* **Problem statement**: In the listing that follows, copy out each line that includes the word "seed".

* **Data records**:
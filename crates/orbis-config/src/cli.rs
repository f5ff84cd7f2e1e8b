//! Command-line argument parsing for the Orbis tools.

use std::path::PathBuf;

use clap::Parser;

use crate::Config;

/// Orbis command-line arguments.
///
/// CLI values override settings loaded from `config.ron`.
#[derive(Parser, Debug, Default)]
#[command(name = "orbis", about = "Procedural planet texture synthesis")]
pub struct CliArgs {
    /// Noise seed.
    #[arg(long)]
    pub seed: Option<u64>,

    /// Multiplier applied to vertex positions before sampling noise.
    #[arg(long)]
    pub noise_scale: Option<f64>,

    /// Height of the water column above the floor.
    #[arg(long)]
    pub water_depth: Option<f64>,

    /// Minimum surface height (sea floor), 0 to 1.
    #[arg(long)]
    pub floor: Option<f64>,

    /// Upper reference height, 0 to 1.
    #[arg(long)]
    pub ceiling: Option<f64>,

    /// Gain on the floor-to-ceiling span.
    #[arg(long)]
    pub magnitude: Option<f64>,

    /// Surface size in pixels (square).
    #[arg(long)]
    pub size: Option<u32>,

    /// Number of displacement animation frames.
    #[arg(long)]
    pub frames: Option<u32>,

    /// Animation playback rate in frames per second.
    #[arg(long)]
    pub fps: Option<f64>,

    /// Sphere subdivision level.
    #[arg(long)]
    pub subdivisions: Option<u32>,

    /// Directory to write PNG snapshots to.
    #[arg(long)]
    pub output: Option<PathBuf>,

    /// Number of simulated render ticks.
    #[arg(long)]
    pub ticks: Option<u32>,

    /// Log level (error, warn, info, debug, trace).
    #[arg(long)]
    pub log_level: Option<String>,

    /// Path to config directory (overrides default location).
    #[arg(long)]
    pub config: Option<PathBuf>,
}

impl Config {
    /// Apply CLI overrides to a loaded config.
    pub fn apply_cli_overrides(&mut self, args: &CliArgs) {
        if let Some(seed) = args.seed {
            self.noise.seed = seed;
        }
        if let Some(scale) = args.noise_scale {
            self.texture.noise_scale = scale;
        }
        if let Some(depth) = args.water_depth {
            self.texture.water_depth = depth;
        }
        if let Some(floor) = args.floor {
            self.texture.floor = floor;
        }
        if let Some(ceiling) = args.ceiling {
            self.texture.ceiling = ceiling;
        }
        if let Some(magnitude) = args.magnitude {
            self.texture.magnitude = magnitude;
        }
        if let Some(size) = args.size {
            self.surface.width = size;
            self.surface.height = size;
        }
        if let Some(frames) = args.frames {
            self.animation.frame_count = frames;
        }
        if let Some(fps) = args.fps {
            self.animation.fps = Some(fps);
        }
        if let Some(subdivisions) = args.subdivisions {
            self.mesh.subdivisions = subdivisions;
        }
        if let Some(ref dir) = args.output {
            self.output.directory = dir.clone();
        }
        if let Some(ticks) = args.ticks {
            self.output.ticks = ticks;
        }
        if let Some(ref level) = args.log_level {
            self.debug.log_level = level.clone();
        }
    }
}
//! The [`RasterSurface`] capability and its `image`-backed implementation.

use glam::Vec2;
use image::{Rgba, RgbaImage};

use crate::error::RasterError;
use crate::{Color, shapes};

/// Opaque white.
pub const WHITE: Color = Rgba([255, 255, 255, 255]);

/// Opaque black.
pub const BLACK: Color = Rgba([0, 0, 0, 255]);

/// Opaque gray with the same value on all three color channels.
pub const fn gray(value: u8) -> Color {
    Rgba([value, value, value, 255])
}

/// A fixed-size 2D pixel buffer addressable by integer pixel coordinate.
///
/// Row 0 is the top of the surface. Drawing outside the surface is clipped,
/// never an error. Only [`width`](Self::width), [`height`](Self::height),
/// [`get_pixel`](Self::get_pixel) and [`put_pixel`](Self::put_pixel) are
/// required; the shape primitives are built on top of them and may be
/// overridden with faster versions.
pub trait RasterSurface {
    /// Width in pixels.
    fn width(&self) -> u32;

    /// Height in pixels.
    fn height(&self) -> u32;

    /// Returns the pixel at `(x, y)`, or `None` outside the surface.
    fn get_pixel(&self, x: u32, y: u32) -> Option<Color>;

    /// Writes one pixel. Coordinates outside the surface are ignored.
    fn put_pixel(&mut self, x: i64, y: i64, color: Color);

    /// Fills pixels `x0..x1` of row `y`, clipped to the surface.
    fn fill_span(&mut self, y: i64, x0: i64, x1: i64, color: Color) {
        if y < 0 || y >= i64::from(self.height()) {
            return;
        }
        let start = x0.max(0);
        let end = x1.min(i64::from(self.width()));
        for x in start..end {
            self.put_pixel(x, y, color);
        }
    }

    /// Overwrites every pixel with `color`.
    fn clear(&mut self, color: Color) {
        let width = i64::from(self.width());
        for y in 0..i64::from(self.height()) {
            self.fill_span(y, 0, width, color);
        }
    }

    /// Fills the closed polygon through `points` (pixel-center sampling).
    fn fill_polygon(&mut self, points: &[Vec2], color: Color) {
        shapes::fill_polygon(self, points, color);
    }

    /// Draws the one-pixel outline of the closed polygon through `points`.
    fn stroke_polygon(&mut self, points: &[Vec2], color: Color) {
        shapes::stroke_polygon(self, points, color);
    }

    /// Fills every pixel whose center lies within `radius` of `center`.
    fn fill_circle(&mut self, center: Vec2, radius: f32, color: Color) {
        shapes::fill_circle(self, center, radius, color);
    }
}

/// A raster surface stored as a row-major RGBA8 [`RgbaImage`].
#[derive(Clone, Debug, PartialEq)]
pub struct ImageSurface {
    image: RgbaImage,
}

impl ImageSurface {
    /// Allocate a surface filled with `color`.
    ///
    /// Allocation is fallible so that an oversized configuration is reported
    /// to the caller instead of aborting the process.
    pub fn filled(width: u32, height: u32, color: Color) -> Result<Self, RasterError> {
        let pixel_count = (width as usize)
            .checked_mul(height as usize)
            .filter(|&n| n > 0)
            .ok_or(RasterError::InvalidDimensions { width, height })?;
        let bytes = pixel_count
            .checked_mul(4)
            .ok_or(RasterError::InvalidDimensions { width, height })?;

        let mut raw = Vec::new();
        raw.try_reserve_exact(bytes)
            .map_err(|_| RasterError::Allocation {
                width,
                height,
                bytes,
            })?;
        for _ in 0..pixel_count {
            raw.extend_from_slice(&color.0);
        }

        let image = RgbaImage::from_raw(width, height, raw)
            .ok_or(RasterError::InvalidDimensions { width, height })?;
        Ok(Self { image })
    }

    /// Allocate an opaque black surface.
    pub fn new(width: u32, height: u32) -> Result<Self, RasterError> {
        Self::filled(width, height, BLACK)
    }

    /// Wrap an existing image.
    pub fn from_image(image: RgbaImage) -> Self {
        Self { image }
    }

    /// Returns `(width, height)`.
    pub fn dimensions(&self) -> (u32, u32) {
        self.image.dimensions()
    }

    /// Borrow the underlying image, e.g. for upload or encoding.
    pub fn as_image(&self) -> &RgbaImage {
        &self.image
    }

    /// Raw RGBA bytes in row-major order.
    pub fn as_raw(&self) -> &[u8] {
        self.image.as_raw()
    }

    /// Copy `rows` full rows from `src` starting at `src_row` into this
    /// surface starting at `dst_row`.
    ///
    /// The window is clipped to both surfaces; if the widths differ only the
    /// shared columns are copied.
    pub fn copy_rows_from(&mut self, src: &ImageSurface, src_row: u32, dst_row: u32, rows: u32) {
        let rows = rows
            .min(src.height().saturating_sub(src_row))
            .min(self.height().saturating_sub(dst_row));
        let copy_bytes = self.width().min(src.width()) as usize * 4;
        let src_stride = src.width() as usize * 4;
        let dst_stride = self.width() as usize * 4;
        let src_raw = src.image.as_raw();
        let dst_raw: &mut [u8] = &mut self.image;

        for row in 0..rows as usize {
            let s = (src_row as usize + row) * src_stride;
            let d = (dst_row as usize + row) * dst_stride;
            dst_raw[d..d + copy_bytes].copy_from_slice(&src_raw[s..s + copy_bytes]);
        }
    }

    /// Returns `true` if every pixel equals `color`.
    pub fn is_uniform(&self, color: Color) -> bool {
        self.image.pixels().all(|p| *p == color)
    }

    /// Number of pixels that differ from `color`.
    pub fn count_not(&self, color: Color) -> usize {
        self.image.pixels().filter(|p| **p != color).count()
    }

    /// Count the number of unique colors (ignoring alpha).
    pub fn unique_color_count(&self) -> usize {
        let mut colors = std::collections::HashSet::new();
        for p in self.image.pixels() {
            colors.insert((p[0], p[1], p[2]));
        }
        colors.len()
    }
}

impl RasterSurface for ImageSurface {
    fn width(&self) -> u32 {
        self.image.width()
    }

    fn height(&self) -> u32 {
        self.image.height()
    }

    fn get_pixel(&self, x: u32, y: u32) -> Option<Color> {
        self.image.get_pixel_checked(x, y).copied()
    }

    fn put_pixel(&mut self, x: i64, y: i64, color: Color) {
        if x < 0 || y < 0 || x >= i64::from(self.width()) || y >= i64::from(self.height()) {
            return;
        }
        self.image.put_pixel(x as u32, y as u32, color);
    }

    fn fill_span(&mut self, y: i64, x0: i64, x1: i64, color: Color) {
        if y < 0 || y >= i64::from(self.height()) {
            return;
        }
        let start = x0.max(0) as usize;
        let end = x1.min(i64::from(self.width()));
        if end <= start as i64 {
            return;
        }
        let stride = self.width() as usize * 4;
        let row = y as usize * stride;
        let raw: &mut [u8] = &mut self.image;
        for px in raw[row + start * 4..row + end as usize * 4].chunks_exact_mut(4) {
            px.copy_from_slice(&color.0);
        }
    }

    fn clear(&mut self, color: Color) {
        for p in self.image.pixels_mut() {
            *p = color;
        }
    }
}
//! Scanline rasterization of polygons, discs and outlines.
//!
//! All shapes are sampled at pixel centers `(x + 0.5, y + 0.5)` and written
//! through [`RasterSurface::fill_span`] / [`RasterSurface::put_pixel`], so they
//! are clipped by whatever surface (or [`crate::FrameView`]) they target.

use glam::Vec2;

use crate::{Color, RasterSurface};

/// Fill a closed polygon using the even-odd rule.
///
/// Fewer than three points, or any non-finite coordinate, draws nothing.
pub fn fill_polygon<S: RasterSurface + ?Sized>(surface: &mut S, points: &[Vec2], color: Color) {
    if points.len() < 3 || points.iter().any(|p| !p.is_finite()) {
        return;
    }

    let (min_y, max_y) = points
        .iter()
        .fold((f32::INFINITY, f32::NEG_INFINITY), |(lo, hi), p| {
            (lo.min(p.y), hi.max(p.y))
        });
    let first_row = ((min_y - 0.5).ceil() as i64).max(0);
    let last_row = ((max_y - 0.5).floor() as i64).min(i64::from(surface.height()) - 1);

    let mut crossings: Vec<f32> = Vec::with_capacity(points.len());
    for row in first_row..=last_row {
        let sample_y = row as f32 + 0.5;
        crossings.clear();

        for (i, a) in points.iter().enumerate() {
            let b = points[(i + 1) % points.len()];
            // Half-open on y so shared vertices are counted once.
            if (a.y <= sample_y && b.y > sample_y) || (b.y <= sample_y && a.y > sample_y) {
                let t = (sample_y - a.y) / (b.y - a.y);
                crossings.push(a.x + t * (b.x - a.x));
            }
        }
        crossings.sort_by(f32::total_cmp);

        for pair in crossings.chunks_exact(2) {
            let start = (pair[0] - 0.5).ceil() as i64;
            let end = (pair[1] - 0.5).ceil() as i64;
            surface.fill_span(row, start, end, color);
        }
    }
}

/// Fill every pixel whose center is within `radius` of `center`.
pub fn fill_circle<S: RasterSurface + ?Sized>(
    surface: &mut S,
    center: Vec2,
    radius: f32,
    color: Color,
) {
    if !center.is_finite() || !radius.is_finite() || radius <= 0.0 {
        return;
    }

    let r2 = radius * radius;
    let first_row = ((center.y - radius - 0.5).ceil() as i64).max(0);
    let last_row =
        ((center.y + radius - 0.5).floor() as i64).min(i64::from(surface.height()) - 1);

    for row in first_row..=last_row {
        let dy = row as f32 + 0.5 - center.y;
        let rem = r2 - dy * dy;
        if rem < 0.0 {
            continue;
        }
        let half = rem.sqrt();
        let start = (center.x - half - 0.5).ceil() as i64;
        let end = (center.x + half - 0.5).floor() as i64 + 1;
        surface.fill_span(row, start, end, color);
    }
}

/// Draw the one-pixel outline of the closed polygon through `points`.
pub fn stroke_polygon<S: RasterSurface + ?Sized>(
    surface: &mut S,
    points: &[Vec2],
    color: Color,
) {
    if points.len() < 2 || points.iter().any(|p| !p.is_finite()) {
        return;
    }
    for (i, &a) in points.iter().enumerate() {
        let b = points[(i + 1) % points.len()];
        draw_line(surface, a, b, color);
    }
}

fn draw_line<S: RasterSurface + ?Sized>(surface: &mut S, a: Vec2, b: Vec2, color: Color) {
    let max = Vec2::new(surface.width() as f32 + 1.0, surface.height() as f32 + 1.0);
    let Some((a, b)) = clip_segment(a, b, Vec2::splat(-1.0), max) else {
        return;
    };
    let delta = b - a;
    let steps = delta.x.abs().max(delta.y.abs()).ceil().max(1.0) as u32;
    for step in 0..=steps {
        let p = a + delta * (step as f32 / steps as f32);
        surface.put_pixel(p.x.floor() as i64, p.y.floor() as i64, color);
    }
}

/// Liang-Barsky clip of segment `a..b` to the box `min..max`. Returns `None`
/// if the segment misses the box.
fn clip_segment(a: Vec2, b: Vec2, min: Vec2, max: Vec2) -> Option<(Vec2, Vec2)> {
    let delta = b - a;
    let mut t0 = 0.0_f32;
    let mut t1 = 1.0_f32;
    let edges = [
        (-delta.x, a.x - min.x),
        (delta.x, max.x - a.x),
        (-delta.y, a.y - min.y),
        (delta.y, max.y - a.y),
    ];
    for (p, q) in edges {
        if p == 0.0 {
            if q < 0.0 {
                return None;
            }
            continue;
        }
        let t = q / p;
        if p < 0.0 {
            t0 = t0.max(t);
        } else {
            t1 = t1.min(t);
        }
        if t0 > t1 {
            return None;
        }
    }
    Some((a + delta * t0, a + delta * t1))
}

* **Problem solution**:
    /// Noise seed.
    pub seed: Option<u64>,
        if let Some(seed) = args.seed {
            self.noise.seed = seed;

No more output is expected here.